-- Exercise requirements --
In full and without alteration, return the records below.
# # # # #
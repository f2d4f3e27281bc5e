use serde::{Deserialize, Serialize};
use serde_json::{Map, Value as JsonValue};

/// 结果中由记录本身占用的键，变体返回的同名字段会被丢弃
const RESERVED_KEYS: &[&str] = &[
    "index",
    "success",
    "request_key",
    "in_cache",
    "cache_key",
    "start_time",
    "end_time",
    "error",
];

/// 记录状态
#[derive(Debug, Clone, Copy, PartialEq, Eq)]
pub enum RecordStatus {
    /// 已提交，尚未结束（持久化为 success = null）
    Pending,
    Success,
    Error,
}

/// 单个请求的持久化记录
///
/// 在 `start()` 时以 pending 状态创建，之后只被自己的完成回调修改一次。
#[derive(Debug, Clone, PartialEq, Serialize, Deserialize)]
pub struct RequestRecord {
    /// 在批次中的序号
    pub index: usize,
    /// null = 运行中，true = 成功，false = 失败
    pub success: Option<bool>,
    /// 用于展示的部分输入参数
    pub request_key: Vec<String>,
    /// 提交时是否已命中缓存
    pub in_cache: bool,
    /// 请求指纹
    pub cache_key: String,
    /// 开始时间（Unix 秒）
    pub start_time: f64,
    #[serde(default, skip_serializing_if = "Option::is_none")]
    pub end_time: Option<f64>,
    #[serde(default, skip_serializing_if = "Option::is_none")]
    pub error: Option<String>,
    /// 成功时合并进来的变体结果字段
    #[serde(flatten)]
    pub result: Map<String, JsonValue>,
}

impl RequestRecord {
    pub fn pending(
        index: usize,
        request_key: Vec<String>,
        cache_key: String,
        in_cache: bool,
        start_time: f64,
    ) -> Self {
        Self {
            index,
            success: None,
            request_key,
            in_cache,
            cache_key,
            start_time,
            end_time: None,
            error: None,
            result: Map::new(),
        }
    }

    pub fn status(&self) -> RecordStatus {
        match self.success {
            None => RecordStatus::Pending,
            Some(true) => RecordStatus::Success,
            Some(false) => RecordStatus::Error,
        }
    }

    pub fn is_terminal(&self) -> bool {
        self.success.is_some()
    }

    /// 合并终态更新
    pub fn apply(&mut self, update: &RecordUpdate) {
        self.end_time = Some(update.end_time);
        match &update.outcome {
            Ok(result) => {
                self.success = Some(true);
                self.error = None;
                for (key, value) in result {
                    if !RESERVED_KEYS.contains(&key.as_str()) {
                        self.result.insert(key.clone(), value.clone());
                    }
                }
            }
            Err(message) => {
                self.success = Some(false);
                self.error = Some(message.clone());
            }
        }
    }
}

/// 写回单条记录的终态字段
#[derive(Debug, Clone, PartialEq)]
pub struct RecordUpdate {
    pub end_time: f64,
    /// 成功时为变体结果，失败时为错误文本
    pub outcome: Result<Map<String, JsonValue>, String>,
}

/// 当前 Unix 时间（秒，带小数）
pub fn now_epoch_secs() -> f64 {
    chrono::Utc::now().timestamp_millis() as f64 / 1000.0
}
# # # # #
-- Written answer --
repository f2d4f3e27281bc5e
use serde::{Deserialize, Serialize};
use serde_json::{Map, Value as JsonValue};

/// 结果中由记录本身占用的键，变体返回的同名字段会被丢弃
const RESERVED_KEYS: &[&str] = &[
    "index",
    "success",
    "request_key",
    "in_cache",
    "cache_key",
    "start_time",
    "end_time",
    "error",
];

/// 记录状态
#[derive(Debug, Clone, Copy, PartialEq, Eq)]
pub enum RecordStatus {
    /// 已提交，尚未结束（持久化为 success = null）
    Pending,
    Success,
    Error,
}

/// 单个请求的持久化记录
///
/// 在 `start()` 时以 pending 状态创建，之后只被自己的完成回调修改一次。
#[derive(Debug, Clone, PartialEq, Serialize, Deserialize)]
pub struct RequestRecord {
    /// 在批次中的序号
    pub index: usize,
    /// null = 运行中，true = 成功，false = 失败
    pub success: Option<bool>,
    /// 用于展示的部分输入参数
    pub request_key: Vec<String>,
    /// 提交时是否已命中缓存
    pub in_cache: bool,
    /// 请求指纹
    pub cache_key: String,
    /// 开始时间（Unix 秒）
    pub start_time: f64,
    #[serde(default, skip_serializing_if = "Option::is_none")]
    pub end_time: Option<f64>,
    #[serde(default, skip_serializing_if = "Option::is_none")]
    pub error: Option<String>,
    /// 成功时合并进来的变体结果字段
    #[serde(flatten)]
    pub result: Map<String, JsonValue>,
}

impl RequestRecord {
    pub fn pending(
        index: usize,
        request_key: Vec<String>,
        cache_key: String,
        in_cache: bool,
        start_time: f64,
    ) -> Self {
        Self {
            index,
            success: None,
            request_key,
            in_cache,
            cache_key,
            start_time,
            end_time: None,
            error: None,
            result: Map::new(),
        }
    }

    pub fn status(&self) -> RecordStatus {
        match self.success {
            None => RecordStatus::Pending,
            Some(true) => RecordStatus::Success,
            Some(false) => RecordStatus::Error,
        }
    }

    pub fn is_terminal(&self) -> bool {
        self.success.is_some()
    }

    /// 合并终态更新
    pub fn apply(&mut self, update: &RecordUpdate) {
        self.end_time = Some(update.end_time);
        match &update.outcome {
            Ok(result) => {
                self.success = Some(true);
                self.error = None;
                for (key, value) in result {
                    if !RESERVED_KEYS.contains(&key.as_str()) {
                        self.result.insert(key.clone(), value.clone());
                    }
                }
            }
            Err(message) => {
                self.success = Some(false);
                self.error = Some(message.clone());
            }
        }
    }
}

/// 写回单条记录的终态字段
#[derive(Debug, Clone, PartialEq)]
pub struct RecordUpdate {
    pub end_time: f64,
    /// 成功时为变体结果，失败时为错误文本
    pub outcome: Result<Map<String, JsonValue>, String>,
}

/// 当前 Unix 时间（秒，带小数）
pub fn now_epoch_secs() -> f64 {
    chrono::Utc::now().timestamp_millis() as f64 / 1000.0
}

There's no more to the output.